1.2 The purpose of this Announcement is to advise RGT
shareholders of the terms and conditions of the Firm
Intention Offer.
2. RATIONALE FOR THE FIRM INTENTION OFFER
2.1 The rationale for the Firm Intention Offer is that
Lightstone, a wholly owned subsidiary of Halls Tech, is
already a 74.9% shareholder in RGT and is of the opinion that
it does not make economic sense for RGT to remain listed.
2.2 Halls Tech therefore wishes to become the sole shareholder in
RGT and make RGT a wholly owned subsidiary of Halls Tech.
3. MECHANICS OF THE SCHEME
3.1 The Scheme will constitute an “affected transaction” as
defined in section 117(c) of the Companies Act, 2008 (“the
Companies Act”) and will be regulated by the Companies Act,
the Companies Regulations, 2011 (“the Companies Regulations”)

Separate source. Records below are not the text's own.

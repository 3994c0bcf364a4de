//! Configuration management

pub mod validation;

pub use validation::{Validate, ValidationError};

use serde::{Deserialize, Serialize};
use std::time::Duration;

/// Application configuration
#[derive(Debug, Clone, Serialize, Deserialize, Default)]
#[serde(default)]
pub struct Config {
    pub server: ServerConfig,
    pub queue: QueueConfig,
    pub worker: WorkerConfig,
    pub scanners: ScannersConfig,
    pub storage: StorageConfig,
    pub defectdojo: DefectDojoConfig,
    pub logging: LoggingConfig,
}

/// HTTP server configuration
#[derive(Debug, Clone, Serialize, Deserialize)]
#[serde(default)]
pub struct ServerConfig {
    pub host: String,
    pub port: u16,
    /// Whether to expose interactive API docs (Swagger UI).
    pub enable_docs: bool,
    /// Global request timeout in seconds applied at the HTTP layer.
    pub request_timeout_seconds: u64,
    /// Grace period given to background workers on shutdown.
    pub shutdown_timeout_seconds: u64,
    /// Allowed CORS origins. Use ["*"] to allow any (development only).
    pub allowed_origins: Vec<String>,
}

impl Default for ServerConfig {
    fn default() -> Self {
        Self {
            host: "0.0.0.0".to_string(),
            port: 8000,
            enable_docs: true,
            request_timeout_seconds: 30,
            shutdown_timeout_seconds: 5,
            allowed_origins: vec!["*".to_string()],
        }
    }
}

/// Backend holding the job queue and the published job states
#[derive(Debug, Clone, Serialize, Deserialize, Default, PartialEq, Eq)]
#[serde(rename_all = "snake_case")]
pub enum QueueBackend {
    /// Redis-compatible broker shared by the API and any number of worker processes
    #[default]
    Redis,
    /// In-process queue (single process development only)
    Memory,
}

/// Job queue and job state configuration
#[derive(Debug, Clone, Serialize, Deserialize)]
#[serde(default)]
pub struct QueueConfig {
    pub backend: QueueBackend,
    /// Broker connection URL (e.g., "redis://127.0.0.1:6379/0")
    pub redis_url: String,
    /// List key used as the durable job queue
    pub queue_key: String,
    /// How long published job states are kept, in hours
    pub state_ttl_hours: u64,
    /// Blocking pop timeout; bounds how quickly idle workers notice shutdown
    pub poll_timeout_seconds: u64,
}

impl Default for QueueConfig {
    fn default() -> Self {
        Self {
            backend: QueueBackend::Redis,
            redis_url: "redis://127.0.0.1:6379/0".to_string(),
            queue_key: "ptaas:scan_queue".to_string(),
            state_ttl_hours: 24,
            poll_timeout_seconds: 5,
        }
    }
}

impl QueueConfig {
    pub fn state_ttl(&self) -> Duration {
        Duration::from_secs(self.state_ttl_hours * 3600)
    }
}

/// Worker pool configuration
#[derive(Debug, Clone, Serialize, Deserialize)]
#[serde(default)]
pub struct WorkerConfig {
    /// Run the worker pool inside the API server process
    pub embedded: bool,
    /// Number of workers; each processes one job at a time
    pub concurrency: usize,
    /// A worker is recycled after processing this many jobs
    pub max_jobs_per_worker: u32,
    /// Graceful abort deadline per job
    pub soft_time_limit_seconds: u64,
    /// Forced termination deadline per job
    pub hard_time_limit_seconds: u64,
}

impl Default for WorkerConfig {
    fn default() -> Self {
        Self {
            embedded: true,
            concurrency: 2,
            max_jobs_per_worker: 50,
            soft_time_limit_seconds: 3300,
            hard_time_limit_seconds: 3600,
        }
    }
}

impl WorkerConfig {
    pub fn soft_time_limit(&self) -> Duration {
        Duration::from_secs(self.soft_time_limit_seconds)
    }

    pub fn hard_time_limit(&self) -> Duration {
        Duration::from_secs(self.hard_time_limit_seconds)
    }
}

/// Scanner tool configuration
#[derive(Debug, Clone, Serialize, Deserialize)]
#[serde(default)]
pub struct ScannersConfig {
    /// Container runtime CLI used to exec into tool containers
    pub docker_binary: String,
    pub network: ContainerToolConfig,
    pub injection: ContainerToolConfig,
    pub web: WebScannerConfig,
}

impl Default for ScannersConfig {
    fn default() -> Self {
        Self {
            docker_binary: "docker".to_string(),
            network: ContainerToolConfig {
                container: "ptaas-nmap".to_string(),
                default_options: "-sV -sC".to_string(),
            },
            injection: ContainerToolConfig {
                container: "ptaas-sqlmap".to_string(),
                default_options: "--batch --level=1 --risk=1".to_string(),
            },
            web: WebScannerConfig::default(),
        }
    }
}

/// A scanner that runs inside a long-lived container
#[derive(Debug, Clone, Serialize, Deserialize, Default)]
#[serde(default)]
pub struct ContainerToolConfig {
    pub container: String,
    /// Argument string used when a request carries no options
    pub default_options: String,
}

/// Web application scanner control API configuration
#[derive(Debug, Clone, Serialize, Deserialize)]
#[serde(default)]
pub struct WebScannerConfig {
    pub base_url: String,
    pub api_key: Option<String>,
    /// Scan mode used when a request carries no options ("active" or "passive")
    pub default_mode: String,
    /// Pause after asking the scanner to access the target
    pub access_settle_ms: u64,
    pub crawl_poll_interval_ms: u64,
    pub crawl_max_polls: u32,
    pub active_poll_interval_ms: u64,
    pub active_max_polls: u32,
    pub request_timeout_seconds: u64,
}

impl Default for WebScannerConfig {
    fn default() -> Self {
        Self {
            base_url: "http://zap:8080".to_string(),
            api_key: None,
            default_mode: "active".to_string(),
            access_settle_ms: 2000,
            crawl_poll_interval_ms: 3000,
            // 30 minutes of crawling at the default interval
            crawl_max_polls: 600,
            active_poll_interval_ms: 5000,
            // 55 minutes of active probing at the default interval
            active_max_polls: 660,
            request_timeout_seconds: 30,
        }
    }
}

/// S3-compatible object storage configuration
#[derive(Debug, Clone, Serialize, Deserialize)]
#[serde(default)]
pub struct StorageConfig {
    /// Custom endpoint (MinIO); `None` targets AWS S3
    pub endpoint: Option<String>,
    pub bucket: String,
    pub access_key: Option<String>,
    pub secret_key: Option<String>,
    pub region: String,
    /// Create the bucket at startup when it does not exist
    pub create_bucket: bool,
}

impl Default for StorageConfig {
    fn default() -> Self {
        Self {
            endpoint: Some("http://minio:9000".to_string()),
            bucket: "ptaas".to_string(),
            access_key: None,
            secret_key: None,
            region: "us-east-1".to_string(),
            create_bucket: true,
        }
    }
}

/// Vulnerability management (DefectDojo) configuration
#[derive(Debug, Clone, Serialize, Deserialize)]
#[serde(default)]
pub struct DefectDojoConfig {
    pub url: String,
    pub api_key: Option<String>,
    /// Product every import is filed under (created when missing)
    pub product_name: String,
    /// Product type created when the instance has none
    pub product_type_name: String,
    pub request_timeout_seconds: u64,
}

impl Default for DefectDojoConfig {
    fn default() -> Self {
        Self {
            url: "http://nginx:8080".to_string(),
            api_key: None,
            product_name: "PTaaS Lab Project".to_string(),
            product_type_name: "Security Testing".to_string(),
            request_timeout_seconds: 60,
        }
    }
}

/// Logging configuration
#[derive(Debug, Clone, Serialize, Deserialize)]
#[serde(default)]
pub struct LoggingConfig {
    pub level: String,
    /// "json" or "pretty"
    pub format: String,
}

impl Default for LoggingConfig {
    fn default() -> Self {
        Self {
            level: "info".to_string(),
            format: "json".to_string(),
        }
    }
}

impl Validate for Config {
    fn validate(&self) -> Result<(), ValidationError> {
        self.server.validate()?;
        self.queue.validate()?;
        self.worker.validate()?;
        self.scanners.validate()?;
        self.storage.validate()?;
        self.defectdojo.validate()?;
        self.logging.validate()?;
        Ok(())
    }
}

impl Config {
    /// Load configuration from files and environment variables
    pub fn load() -> Result<Self, ConfigLoadError> {
        let mut builder = config::Config::builder()
            .add_source(config::File::with_name("config/default").required(false));

        if let Ok(env) = std::env::var("ENV") {
            builder = builder
                .add_source(config::File::with_name(&format!("config/{}", env)).required(false));
        }

        builder = builder
            .add_source(config::File::with_name("config/local").required(false))
            .add_source(config::Environment::with_prefix("PTAAS").separator("__"));

        let mut config: Config = builder.build()?.try_deserialize()?;

        // Conventional broker variable wins over the layered sources
        if let Ok(redis_url) = std::env::var("REDIS_URL") {
            config.queue.redis_url = redis_url;
        }

        config.validate()?;

        Ok(config)
    }
}

/// Error type for configuration loading
#[derive(Debug, thiserror::Error)]
pub enum ConfigLoadError {
    #[error("Configuration file error: {0}")]
    Config(#[from] config::ConfigError),

    #[error("Configuration validation error: {0}")]
    Validation(#[from] ValidationError),
}
//! Orchestrator domain services
//!
//! Ports to the external systems a scan touches. Production adapters live in
//! `infrastructure`; tests substitute in-memory doubles.

use std::time::Duration;

use async_trait::async_trait;
use chrono::NaiveDate;

use super::entities::{ArtifactObject, Finding, FindingSummary, FindingsQuery, ImportRequest, ImportResult};
use super::errors::ScanError;

/// Captured result of a command run inside a container
#[derive(Debug, Clone, Default, PartialEq, Eq)]
pub struct ExecOutput {
    pub exit_code: Option<i32>,
    pub stdout: Vec<u8>,
    pub stderr: Vec<u8>,
}

impl ExecOutput {
    pub fn success(&self) -> bool {
        self.exit_code == Some(0)
    }

    /// stdout followed by stderr
    pub fn combined(&self) -> Vec<u8> {
        let mut combined = Vec::with_capacity(self.stdout.len() + self.stderr.len());
        combined.extend_from_slice(&self.stdout);
        combined.extend_from_slice(&self.stderr);
        combined
    }
}

/// Runs tool commands inside long-lived scanner containers
#[async_trait]
pub trait ContainerRuntime: Send + Sync {
    /// Execute `command` in `container` and wait for it to exit.
    ///
    /// Dropping the returned future must terminate the command.
    async fn exec(&self, container: &str, command: &[String]) -> Result<ExecOutput, ScanError>;
}

/// Control API of the web application scanner
#[async_trait]
pub trait WebScannerApi: Send + Sync {
    async fn access_url(&self, url: &str) -> Result<(), ScanError>;

    /// Start crawling and return the scanner's opaque scan id
    async fn start_crawl(&self, url: &str) -> Result<String, ScanError>;

    /// Crawl completion percentage
    async fn crawl_status(&self, scan_id: &str) -> Result<u8, ScanError>;

    async fn start_active_scan(&self, url: &str) -> Result<String, ScanError>;

    async fn active_scan_status(&self, scan_id: &str) -> Result<u8, ScanError>;

    /// Full JSON report of everything the scanner has observed
    async fn json_report(&self) -> Result<Vec<u8>, ScanError>;
}

/// S3-compatible object storage for raw artifacts
#[async_trait]
pub trait ArtifactStore: Send + Sync {
    /// Store an object and return its addressable URL
    async fn put(&self, key: &str, content: Vec<u8>, content_type: &str) -> Result<String, ScanError>;

    async fn get(&self, key: &str) -> Result<Option<Vec<u8>>, ScanError>;

    async fn list(&self, prefix: Option<&str>) -> Result<Vec<ArtifactObject>, ScanError>;

    async fn delete(&self, key: &str) -> Result<(), ScanError>;
}

/// Vulnerability management system (DefectDojo)
///
/// Imports never fail the caller: errors come back as [`ImportResult::Failed`].
/// Reads swallow errors into empty results.
#[async_trait]
pub trait VulnerabilityManagement: Send + Sync {
    async fn import_scan(&self, request: ImportRequest) -> ImportResult;

    async fn findings(&self, query: &FindingsQuery) -> Vec<FindingSummary>;

    async fn finding(&self, id: i64) -> Option<FindingSummary>;

    async fn products(&self) -> Vec<serde_json::Value>;

    async fn engagements(&self, product_id: Option<i64>) -> Vec<serde_json::Value>;

    async fn tests(&self, engagement_id: Option<i64>) -> Vec<serde_json::Value>;
}

/// Turns raw injection-scanner output into findings
pub trait FindingClassifier: Send + Sync {
    fn classify(&self, output: &str, date: NaiveDate) -> Vec<Finding>;
}

/// Timer driving poll loops and settle delays
#[async_trait]
pub trait Ticker: Send + Sync {
    async fn tick(&self, interval: Duration);
}

/// Real-time ticker
#[derive(Debug, Clone, Copy, Default)]
pub struct TokioTicker;

#[async_trait]
impl Ticker for TokioTicker {
    async fn tick(&self, interval: Duration) {
        tokio::time::sleep(interval).await;
    }
}

#[cfg(test)]
mod tests {
    use super::*;

    #[test]
    fn test_exec_output_combined() {
        let output = ExecOutput {
            exit_code: Some(0),
            stdout: b"out ".to_vec(),
            stderr: b"err".to_vec(),
        };
        assert!(output.success());
        assert_eq!(output.combined(), b"out err".to_vec());
        assert!(!ExecOutput::default().success());
    }
}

and the Takeover Regulation Panel (“TRP”).
3.2 The Scheme will be implemented in terms of section 114 of the
Companies Act, proposed by the RGT board, between RGT and its
shareholders other than Lightstone.
3.3 The Firm Intention Offer will be subject to the condition
precedent set out in paragraph 4.2 below ("the Firm Intention
Offer Condition").
3.4 The Scheme will be subject to the conditions precedent set
out in paragraph 5 below ("the Scheme Conditions").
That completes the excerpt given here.